**Task description**
Please output exactly the lines from the one containing "Default, Serialize, Deserialize)]" through the last line of the records, both included.

**Exercise data**
//! The `lexilearn validate` command.

use std::path::PathBuf;

use anyhow::Result;

pub fn execute(pack_path: PathBuf) -> Result<()> {
    let packs = if pack_path.is_dir() {
        lexilearn_core::parser::load_pack_directory(&pack_path)?
    } else {
        vec![lexilearn_core::parser::parse_pack(&pack_path)?]
    };

    let mut total_warnings = 0;

    for pack in &packs {
        println!("Puzzle pack: {} ({} puzzles)", pack.name, pack.count());

        let warnings = lexilearn_core::parser::validate_pack(pack);
        for w in &warnings {
            let prefix = w
                .puzzle_id
                .as_ref()
                .map(|id| format!("  [{id}]"))
                .unwrap_or_else(|| "  ".to_string());
            println!("{prefix} WARNING: {}", w.message);
        }
        total_warnings += warnings.len();
    }

    if packs.is_empty() {
        println!("No puzzle packs found.");
    } else if total_warnings == 0 {
        println!("All puzzle packs valid.");
    } else {
        println!("\n{total_warnings} warning(s) found.");
    }

    Ok(())
}
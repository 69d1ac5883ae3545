pub mod buddy;
pub mod init;
pub mod listen;
pub mod screen;
pub mod sequence;
pub mod similarity;
pub mod spell;
pub mod validate;

use lexilearn_core::error::{FeatureError, Notice};

/// Turn a feature failure into the message shown to the child.
pub(crate) fn into_notice(err: FeatureError) -> anyhow::Error {
    tracing::warn!("{err}");
    match err.notice() {
        Notice::Dismissible(message) | Notice::Persistent(message) => anyhow::anyhow!(message),
        Notice::Ignored => anyhow::Error::new(err),
    }
}
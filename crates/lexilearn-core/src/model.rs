//! Core data model types for lexilearn.
//!
//! These are the fundamental types the games are built from: tokens, board
//! locations, puzzles, and the story analysis payload.

use std::collections::HashMap;
use std::fmt;
use std::str::FromStr;

use serde::{Deserialize, Serialize};

use crate::error::PuzzleError;

/// Number of events a story analysis must contain.
pub const STORY_EVENT_COUNT: usize = 5;

/// A single displayable unit: a letter, or a short phrase for an event.
///
/// Tokens are not unique. Two `A` tiles are interchangeable by content and
/// are only told apart by the slot they occupy.
#[derive(Debug, Clone, PartialEq, Eq, Hash, PartialOrd, Ord, Serialize, Deserialize)]
#[serde(transparent)]
pub struct Token(String);

impl Token {
    pub fn new(text: impl Into<String>) -> Self {
        Self(text.into())
    }

    pub fn as_str(&self) -> &str {
        &self.0
    }
}

impl fmt::Display for Token {
    fn fmt(&self, f: &mut fmt::Formatter<'_>) -> fmt::Result {
        f.write_str(&self.0)
    }
}

impl From<&str> for Token {
    fn from(s: &str) -> Self {
        Self(s.to_string())
    }
}

impl From<String> for Token {
    fn from(s: String) -> Self {
        Self(s)
    }
}

/// Where a token lives.
#[derive(Debug, Clone, Copy, PartialEq, Eq, Hash, Serialize, Deserialize)]
#[serde(rename_all = "lowercase")]
pub enum Zone {
    /// The fixed-length answer slots.
    Board,
    /// The pool of tokens not yet placed.
    Tray,
}

impl fmt::Display for Zone {
    fn fmt(&self, f: &mut fmt::Formatter<'_>) -> fmt::Result {
        match self {
            Zone::Board => write!(f, "board"),
            Zone::Tray => write!(f, "tray"),
        }
    }
}

impl FromStr for Zone {
    type Err = String;

    fn from_str(s: &str) -> Result<Self, Self::Err> {
        match s.to_lowercase().as_str() {
            "board" | "b" => Ok(Zone::Board),
            "tray" | "t" => Ok(Zone::Tray),
            other => Err(format!("unknown zone: {other}")),
        }
    }
}

/// A slot address: a zone plus an index into it.
#[derive(Debug, Clone, Copy, PartialEq, Eq, Hash, Serialize, Deserialize)]
pub struct Location {
    pub zone: Zone,
    pub index: usize,
}

impl Location {
    pub fn board(index: usize) -> Self {
        Self {
            zone: Zone::Board,
            index,
        }
    }

    pub fn tray(index: usize) -> Self {
        Self {
            zone: Zone::Tray,
            index,
        }
    }
}

impl fmt::Display for Location {
    fn fmt(&self, f: &mut fmt::Formatter<'_>) -> fmt::Result {
        write!(f, "{}[{}]", self.zone, self.index)
    }
}

/// One round of a rearrangement game: the answer and how it is first shown.
#[derive(Debug, Clone, PartialEq, Eq, Serialize, Deserialize)]
pub struct Puzzle {
    /// Identifier, unique within a puzzle set.
    pub id: String,
    /// The ordered answer.
    pub target: Vec<Token>,
    /// Presentation order of the tray at the start of the round.
    pub initial_scramble: Vec<Token>,
}

impl Puzzle {
    /// Build a puzzle, checking that the scramble is a permutation of the target.
    pub fn new(
        id: impl Into<String>,
        target: Vec<Token>,
        initial_scramble: Vec<Token>,
    ) -> Result<Self, PuzzleError> {
        let id = id.into();
        if target.is_empty() {
            return Err(PuzzleError::EmptyTarget { id });
        }
        if !same_multiset(&target, &initial_scramble) {
            return Err(PuzzleError::NotAPermutation { id });
        }
        Ok(Self {
            id,
            target,
            initial_scramble,
        })
    }

    /// Build a spelling puzzle where every character is one token.
    pub fn from_word(word: &str, scrambled: &str) -> Result<Self, PuzzleError> {
        let split = |s: &str| s.chars().map(|c| Token::new(c.to_string())).collect();
        Self::new(word.to_lowercase(), split(word), split(scrambled))
    }

    /// Length of the answer, which is also the board length.
    pub fn len(&self) -> usize {
        self.target.len()
    }

    pub fn is_empty(&self) -> bool {
        self.target.is_empty()
    }
}

/// Count occurrences of each token.
pub fn token_counts<'a>(tokens: impl IntoIterator<Item = &'a Token>) -> HashMap<&'a Token, usize> {
    let mut counts = HashMap::new();
    for token in tokens {
        *counts.entry(token).or_insert(0) += 1;
    }
    counts
}

/// `true` if both slices hold the same tokens with the same multiplicities.
pub fn same_multiset(a: &[Token], b: &[Token]) -> bool {
    a.len() == b.len() && token_counts(a) == token_counts(b)
}

/// Result of analysing a story: a summary plus five events to sequence.
#[derive(Debug, Clone, PartialEq, Eq, Serialize, Deserialize)]
#[serde(rename_all = "camelCase")]
pub struct StoryAnalysis {
    pub summary: String,
    pub scrambled_events: Vec<String>,
    pub correct_order: Vec<String>,
}

impl StoryAnalysis {
    /// Turn the analysis into a sequencing puzzle.
    pub fn to_puzzle(&self, id: impl Into<String>) -> Result<Puzzle, PuzzleError> {
        let id = id.into();
        for events in [&self.scrambled_events, &self.correct_order] {
            if events.len() != STORY_EVENT_COUNT {
                return Err(PuzzleError::WrongEventCount {
                    id,
                    expected: STORY_EVENT_COUNT,
                    actual: events.len(),
                });
            }
        }
        let tokens = |events: &[String]| events.iter().map(|e| Token::new(e.as_str())).collect();
        Puzzle::new(id, tokens(&self.correct_order), tokens(&self.scrambled_events))
    }
}

/// The mood signal sent along with an encouragement request.
#[derive(Debug, Clone, Copy, PartialEq, Eq, Hash, Default, Serialize, Deserialize)]
#[serde(rename_all = "lowercase")]
pub enum Mood {
    Happy,
    #[default]
    Sad,
    Frustrated,
    Tired,
}

impl fmt::Display for Mood {
    fn fmt(&self, f: &mut fmt::Formatter<'_>) -> fmt::Result {
        match self {
            Mood::Happy => write!(f, "happy"),
            Mood::Sad => write!(f, "sad"),
            Mood::Frustrated => write!(f, "frustrated"),
            Mood::Tired => write!(f, "tired"),
        }
    }
}

impl FromStr for Mood {
    type Err = String;

    fn from_str(s: &str) -> Result<Self, Self::Err> {
        match s.to_lowercase().as_str() {
            "happy" => Ok(Mood::Happy),
            "sad" | "down" => Ok(Mood::Sad),
            "frustrated" => Ok(Mood::Frustrated),
            "tired" => Ok(Mood::Tired),
            other => Err(format!("unknown mood: {other}")),
        }
    }
}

**Answer for this exercise**
#[derive(Debug, Clone, Copy, PartialEq, Eq, Hash, Default, Serialize, Deserialize)]
#[serde(rename_all = "lowercase")]
pub enum Mood {
    Happy,
    #[default]
    Sad,
    Frustrated,
    Tired,
}

impl fmt::Display for Mood {
    fn fmt(&self, f: &mut fmt::Formatter<'_>) -> fmt::Result {
        match self {
            Mood::Happy => write!(f, "happy"),
            Mood::Sad => write!(f, "sad"),
            Mood::Frustrated => write!(f, "frustrated"),
            Mood::Tired => write!(f, "tired"),
        }
    }
}

impl FromStr for Mood {
    type Err = String;

    fn from_str(s: &str) -> Result<Self, Self::Err> {
        match s.to_lowercase().as_str() {
            "happy" => Ok(Mood::Happy),
            "sad" | "down" => Ok(Mood::Sad),
            "frustrated" => Ok(Mood::Frustrated),
            "tired" => Ok(Mood::Tired),
            other => Err(format!("unknown mood: {other}")),
        }
    }
}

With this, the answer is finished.